We believe that recession intelligence should be accessible, transparent, and grounded in peer-reviewed research — not paywalled behind $25,000/year terminal subscriptions. Every model coefficient is published. Every data source is public. Every methodology is documented.
GeoWire tracks 13 live economic indicators from FRED, applies 6 recession models with published academic citations, and updates hourly. Our composite model is cross-validated against the Federal Reserve's own Chauvet-Piger recession probability series.
Methodology
GeoWire combines six econometric models into a single composite recession probability score. Each model captures a different dimension of macroeconomic risk — yield curve dynamics, labor market deterioration, oil price shocks, leading indicators, and credit conditions. The composite score is a weighted combination calibrated against historical NBER recession dates.
The Six Models
NY Fed Probit Model
A probit regression of NBER recession indicators on the Treasury 10Y-3M yield spread, based on the framework developed by Estrella and Mishkin. The model estimates the probability of recession within 12 months using the current term spread as its sole input.
Estrella, A. & Mishkin, F. S. (1998). Predicting U.S. Recessions: Financial Variables as Leading Indicators. Review of Economics and Statistics, 80(1), 45–61.
Sahm Rule
A real-time recession indicator that triggers when the three-month moving average of the national unemployment rate rises 0.50 percentage points or more above its low during the previous 12 months. The Sahm Rule has correctly identified every U.S. recession since 1970.
Sahm, C. (2019). Direct Stimulus Payments to Individuals. Brookings Hamilton Project, Policy Proposal 2019-03.
Hamilton Net Oil Price Increase (NOPI)
Measures whether the current oil price exceeds its maximum over the prior 36 months. When breached, the NOPI model signals elevated recession risk based on the historical relationship between oil price shocks and economic contractions.
Hamilton, J. D. (2003). What Is an Oil Shock? Journal of Econometrics, 113(2), 363–398.
Philadelphia Fed Leading Index
The Philadelphia Federal Reserve's State Leading Indicators Index (USSLIND) combines employment, housing permits, delivery times, and interest rate spread data. A sustained negative reading has historically preceded recessions by 3–6 months.
Note: This is the Philadelphia Fed Leading Index (USSLIND), not the Conference Board LEI.
Credit Spread Signal
Monitors the ICE BofA US High Yield Option-Adjusted Spread (BAMLH0A0HYM2). When high-yield corporate bond spreads exceed historical thresholds, it signals rising credit stress and increased recession probability.
Heuristic model based on historical observation of spread-to-recession correlation.
Composite GeoWire Score
A proprietary weighted combination of all five models above, calibrated against historical NBER recession dates from 1970 to present. The composite applies Chauvet-Piger divergence checks and confidence intervals to produce the final recession probability displayed on the dashboard.

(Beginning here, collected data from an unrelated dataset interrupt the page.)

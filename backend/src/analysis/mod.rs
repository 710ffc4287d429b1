//! Run analysis and cross-run aggregation
//!
//! - [`analyze_trace`] reduces one [`RunTrace`] to a [`RunResult`]
//! - [`MonteCarloAccumulator`] folds run results and traces into an
//!   [`AggregateResult`](crate::models::AggregateResult)

mod aggregate;

pub use aggregate::{percentile, MonteCarloAccumulator, BUFFER_SIZE_PERCENTILE};

use crate::core::time::SECONDS_PER_HOUR;
use crate::line::{Buffer, TransitionKind};
use crate::models::{RunResult, RunTrace, ToolUnavailability};

/// Reduce a completed trace to per-run statistics
///
/// Rates are per simulated hour of `simulation_duration`. The mean unavailable
/// duration divides every unavailable step by the number of hazard
/// occupations, and is 0 when the tool was never occupied.
///
/// # Example
/// ```
/// use production_line_sim_core::analysis::analyze_trace;
/// use production_line_sim_core::line::TransitionKind;
/// use production_line_sim_core::models::{Event, RunTrace};
///
/// let mut trace = RunTrace::with_capacity(2);
/// trace.record_step([0, 0, 0], true);
/// trace.record_step([1, 0, 0], true);
/// trace.events.log(Event::Fired { time: 0.0, transition: TransitionKind::Produce });
///
/// let result = analyze_trace(&trace, 1800.0);
/// assert_eq!(result.production_rate, 2.0);
/// assert_eq!(result.tool_unavailable_stats.mean_duration, 0.0);
/// ```
pub fn analyze_trace(trace: &RunTrace, simulation_duration: f64) -> RunResult {
    let hours = simulation_duration / SECONDS_PER_HOUR;
    let count = |kind: TransitionKind| trace.events.count(kind) as f64;

    let work_with_tool = trace
        .work_when_tool_available
        .iter()
        .filter(|&&available| available)
        .count() as f64;

    let occupations = trace.events.count(TransitionKind::ToolOccupy);
    let mean_duration = if occupations > 0 {
        trace.unavailable_steps() as f64 / occupations as f64
    } else {
        0.0
    };

    let buffer_sizes = Buffer::ALL
        .into_iter()
        .map(|b| (b, trace.levels(b).iter().copied().max().unwrap_or(0)))
        .collect();

    RunResult {
        production_rate: count(TransitionKind::Produce) / hours,
        tool_work_rate: work_with_tool / hours,
        post_processing_rate: (count(TransitionKind::Process1) + count(TransitionKind::Process2))
            / hours,
        tool_unavailable_stats: ToolUnavailability {
            frequency_per_hour: occupations as f64 / hours,
            mean_duration,
        },
        buffer_sizes,
    }
}

#[cfg(test)]
mod tests {
    use super::*;
    use crate::models::Event;

    fn fired(time: f64, transition: TransitionKind) -> Event {
        Event::Fired { time, transition }
    }

    #[test]
    fn test_rates_are_per_hour() {
        let mut trace = RunTrace::with_capacity(4);
        for _ in 0..4 {
            trace.record_step([0, 0, 0], true);
        }
        trace.events.log(fired(0.0, TransitionKind::Produce));
        trace.events.log(fired(1.0, TransitionKind::Process1));
        trace.events.log(fired(2.0, TransitionKind::Process2));
        trace.events.log(fired(2.0, TransitionKind::Process2));

        let result = analyze_trace(&trace, 7200.0);
        assert_eq!(result.production_rate, 0.5);
        assert_eq!(result.post_processing_rate, 1.5);
        assert_eq!(result.tool_work_rate, 0.0);
    }

    #[test]
    fn test_tool_work_rate_counts_only_true_flags() {
        let mut trace = RunTrace::with_capacity(1);
        trace.record_step([0, 0, 0], true);
        trace.work_when_tool_available = vec![true, false, true, false];

        let result = analyze_trace(&trace, 3600.0);
        assert_eq!(result.tool_work_rate, 2.0);
    }

    #[test]
    fn test_unavailability_stats() {
        let mut trace = RunTrace::with_capacity(6);
        for available in [true, false, false, false, true, false] {
            trace.record_step([0, 0, 0], available);
        }
        trace.events.log(Event::ToolOccupied { time: 0.0 });
        trace.events.log(Event::ToolOccupied { time: 4.0 });

        let result = analyze_trace(&trace, 3600.0);
        assert_eq!(result.tool_unavailable_stats.frequency_per_hour, 2.0);
        assert_eq!(result.tool_unavailable_stats.mean_duration, 2.0);
    }

    #[test]
    fn test_buffer_peaks() {
        let mut trace = RunTrace::with_capacity(3);
        trace.record_step([1, 0, 2], true);
        trace.record_step([4, 1, 2], true);
        trace.record_step([2, 3, 0], true);

        let result = analyze_trace(&trace, 3600.0);
        assert_eq!(result.buffer_sizes[&Buffer::Buffer1], 4);
        assert_eq!(result.buffer_sizes[&Buffer::Buffer2], 3);
        assert_eq!(result.buffer_sizes[&Buffer::Buffer3], 2);
    }
}
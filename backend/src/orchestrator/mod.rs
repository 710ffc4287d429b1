//! Orchestrator - single-run driver and Monte Carlo loop
//!
//! See `engine.rs` for the per-step loop and `monte_carlo.rs` for the
//! repetition and aggregation around it.

pub mod engine;
pub mod monte_carlo;

// Re-export main types for convenience
pub use engine::{SimulationError, StochasticProductionSimulation};
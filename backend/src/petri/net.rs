//! Places, arcs, transitions and the network that owns them
//!
//! Arcs refer to places by [`PlaceId`] (an index into the owning network)
//! rather than by reference, so a network can be cloned and reset freely.

use serde::{Deserialize, Serialize};
use tracing::debug;

use super::PetriNetError;

/// Index of a place within its network
#[derive(Debug, Clone, Copy, PartialEq, Eq, Hash, PartialOrd, Ord, Serialize, Deserialize)]
pub struct PlaceId(usize);

impl PlaceId {
    pub fn index(self) -> usize {
        self.0
    }
}

/// Index of a transition within its network
#[derive(Debug, Clone, Copy, PartialEq, Eq, Hash, PartialOrd, Ord, Serialize, Deserialize)]
pub struct TransitionId(usize);

impl TransitionId {
    pub fn index(self) -> usize {
        self.0
    }
}

/// Named token counter
#[derive(Debug, Clone, PartialEq, Eq)]
pub struct Place {
    name: String,
    tokens: u32,
}

impl Place {
    pub fn name(&self) -> &str {
        &self.name
    }

    pub fn tokens(&self) -> u32 {
        self.tokens
    }
}

/// Weighted edge between a transition and a place
///
/// The same type serves as an input arc (consumption weight) and an output
/// arc (production weight).
#[derive(Debug, Clone, Copy, PartialEq, Eq)]
pub struct Arc {
    pub place: PlaceId,
    pub cost: u32,
}

impl Arc {
    pub fn new(place: PlaceId, cost: u32) -> Self {
        Self { place, cost }
    }
}

/// Named atomic operation moving tokens from input to output places
#[derive(Debug, Clone, PartialEq, Eq)]
pub struct Transition {
    name: String,
    input_arcs: Vec<Arc>,
    output_arcs: Vec<Arc>,
}

impl Transition {
    pub fn name(&self) -> &str {
        &self.name
    }

    pub fn input_arcs(&self) -> &[Arc] {
        &self.input_arcs
    }

    pub fn output_arcs(&self) -> &[Arc] {
        &self.output_arcs
    }

    /// Total tokens requested from `place` across all input arcs
    fn demand_on(&self, place: PlaceId) -> u64 {
        self.input_arcs
            .iter()
            .filter(|arc| arc.place == place)
            .map(|arc| u64::from(arc.cost))
            .sum()
    }
}

/// Token counts of every place, in place order
#[derive(Debug, Clone, PartialEq, Eq, Serialize, Deserialize)]
pub struct Marking(Vec<u32>);

impl Marking {
    pub fn tokens(&self, place: PlaceId) -> u32 {
        self.0[place.0]
    }

    pub fn as_slice(&self) -> &[u32] {
        &self.0
    }

    /// Sum of tokens over all places
    pub fn total(&self) -> u64 {
        self.0.iter().map(|&t| u64::from(t)).sum()
    }
}

/// Result of one step of a replayed firing script
#[derive(Debug, Clone, PartialEq, Eq)]
pub struct FiringOutcome {
    pub transition: String,
    pub fired: bool,
}

/// Named collection of places and transitions
///
/// # Example
/// ```
/// use production_line_sim_core::petri::{Arc, PetriNet};
///
/// let mut net = PetriNet::new("pipeline");
/// let input = net.add_place("input", 2).unwrap();
/// let output = net.add_place("output", 0).unwrap();
/// let mv = net
///     .add_transition("move", vec![Arc::new(input, 1)], vec![Arc::new(output, 1)])
///     .unwrap();
///
/// assert!(net.fire(mv));
/// assert!(net.fire(mv));
/// assert!(!net.fire(mv));
/// assert_eq!(net.tokens(output), 2);
/// ```
#[derive(Debug, Clone)]
pub struct PetriNet {
    name: String,
    places: Vec<Place>,
    transitions: Vec<Transition>,
}

impl PetriNet {
    /// Create an empty network
    pub fn new(name: impl Into<String>) -> Self {
        Self {
            name: name.into(),
            places: Vec::new(),
            transitions: Vec::new(),
        }
    }

    pub fn name(&self) -> &str {
        &self.name
    }

    /// Add a place holding `tokens` initial tokens
    ///
    /// # Errors
    /// [`PetriNetError::DuplicatePlace`] if the name is already taken
    pub fn add_place(&mut self, name: &str, tokens: u32) -> Result<PlaceId, PetriNetError> {
        if self.places.iter().any(|p| p.name == name) {
            return Err(PetriNetError::DuplicatePlace(name.to_string()));
        }
        self.places.push(Place {
            name: name.to_string(),
            tokens,
        });
        Ok(PlaceId(self.places.len() - 1))
    }

    /// Add a transition with ordered input and output arcs
    ///
    /// # Errors
    /// [`PetriNetError::DuplicateTransition`] if the name is already taken
    ///
    /// # Panics
    /// Panics if an arc refers to a place that does not belong to this network
    pub fn add_transition(
        &mut self,
        name: &str,
        input_arcs: Vec<Arc>,
        output_arcs: Vec<Arc>,
    ) -> Result<TransitionId, PetriNetError> {
        if self.transitions.iter().any(|t| t.name == name) {
            return Err(PetriNetError::DuplicateTransition(name.to_string()));
        }
        for arc in input_arcs.iter().chain(output_arcs.iter()) {
            assert!(
                arc.place.0 < self.places.len(),
                "arc of transition '{}' refers to unknown place index {}",
                name,
                arc.place.0
            );
        }
        self.transitions.push(Transition {
            name: name.to_string(),
            input_arcs,
            output_arcs,
        });
        Ok(TransitionId(self.transitions.len() - 1))
    }

    pub fn places(&self) -> &[Place] {
        &self.places
    }

    pub fn transitions(&self) -> &[Transition] {
        &self.transitions
    }

    /// Every arc of every transition, inputs before outputs
    pub fn arcs(&self) -> impl Iterator<Item = &Arc> + '_ {
        self.transitions
            .iter()
            .flat_map(|t| t.input_arcs.iter().chain(t.output_arcs.iter()))
    }

    pub fn place(&self, id: PlaceId) -> &Place {
        &self.places[id.0]
    }

    pub fn transition(&self, id: TransitionId) -> &Transition {
        &self.transitions[id.0]
    }

    pub fn tokens(&self, id: PlaceId) -> u32 {
        self.places[id.0].tokens
    }

    /// Look up a place by name
    pub fn find_place(&self, name: &str) -> Result<PlaceId, PetriNetError> {
        self.places
            .iter()
            .position(|p| p.name == name)
            .map(PlaceId)
            .ok_or_else(|| PetriNetError::PlaceNotFound(name.to_string()))
    }

    /// Look up a transition by name
    pub fn find_transition(&self, name: &str) -> Result<TransitionId, PetriNetError> {
        self.transitions
            .iter()
            .position(|t| t.name == name)
            .map(TransitionId)
            .ok_or_else(|| PetriNetError::TransitionNotFound(name.to_string()))
    }

    /// Whether every input place holds at least the tokens its arcs consume
    ///
    /// Several input arcs on the same place add up.
    pub fn is_enabled(&self, id: TransitionId) -> bool {
        let transition = &self.transitions[id.0];
        transition
            .input_arcs
            .iter()
            .all(|arc| u64::from(self.places[arc.place.0].tokens) >= transition.demand_on(arc.place))
    }

    /// Fire a transition if it is enabled
    ///
    /// Consumes every input arc, then produces every output arc. Returns
    /// `false` without touching the marking when the transition is not enabled.
    pub fn fire(&mut self, id: TransitionId) -> bool {
        if !self.is_enabled(id) {
            return false;
        }

        let transition = &self.transitions[id.0];
        for arc in &transition.input_arcs {
            self.places[arc.place.0].tokens -= arc.cost;
        }
        for arc in &transition.output_arcs {
            self.places[arc.place.0].tokens += arc.cost;
        }
        true
    }

    /// Replay a firing script by transition name
    ///
    /// Transitions that are not enabled are reported as not fired; the script
    /// keeps going.
    ///
    /// # Errors
    /// [`PetriNetError::TransitionNotFound`] on the first unknown name; earlier
    /// steps of the script have already fired.
    pub fn run<S: AsRef<str>>(
        &mut self,
        firing_sequence: &[S],
    ) -> Result<Vec<FiringOutcome>, PetriNetError> {
        let mut outcomes = Vec::with_capacity(firing_sequence.len());

        for name in firing_sequence {
            let id = self.find_transition(name.as_ref())?;
            let fired = self.fire(id);
            if fired {
                debug!(net = %self.name, transition = name.as_ref(), "fired");
            } else {
                debug!(net = %self.name, transition = name.as_ref(), "did not fire");
            }
            outcomes.push(FiringOutcome {
                transition: name.as_ref().to_string(),
                fired,
            });
        }

        Ok(outcomes)
    }

    /// Snapshot of the current token counts
    pub fn marking(&self) -> Marking {
        Marking(self.places.iter().map(|p| p.tokens).collect())
    }

    /// Overwrite every token count from a snapshot of this network
    ///
    /// # Panics
    /// Panics if the marking was taken from a network with a different number
    /// of places
    pub fn set_marking(&mut self, marking: &Marking) {
        assert_eq!(
            marking.0.len(),
            self.places.len(),
            "marking has {} places, net '{}' has {}",
            marking.0.len(),
            self.name,
            self.places.len()
        );
        for (place, &tokens) in self.places.iter_mut().zip(marking.0.iter()) {
            place.tokens = tokens;
        }
    }
}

Proprietary weighted combination. Cross-validated against FRED series RECPROUSM156N (Chauvet-Piger).
Data Sources
All economic data is sourced from the FRED API maintained by the Federal Reserve Bank of St. Louis. Indicators are fetched hourly with automatic fallback to cached seed data when the API is unavailable.
Data Transparency
All model coefficients used by GeoWire are published on this page with full academic citations. All economic data comes from FRED, a free public API maintained by the Federal Reserve Bank of St. Louis. We do not use proprietary data sources that users cannot independently verify.
Our composite scoring methodology weights each model based on its historical accuracy at predicting NBER-dated recessions. The weights, thresholds, and trigger conditions are documented above. When we label a model as “HEURISTIC,” we are explicitly noting that its thresholds are derived from historical observation rather than a peer-reviewed coefficient estimate.
Important Disclaimer
No model is perfect. Recession probability estimates are based on historical patterns that may not repeat. GeoWire provides economic intelligence for informational purposes only and does not constitute financial, investment, or trading advice. All data is sourced from the Federal Reserve Economic Data (FRED) API and is subject to revision. Past performance of any model does not guarantee future accuracy.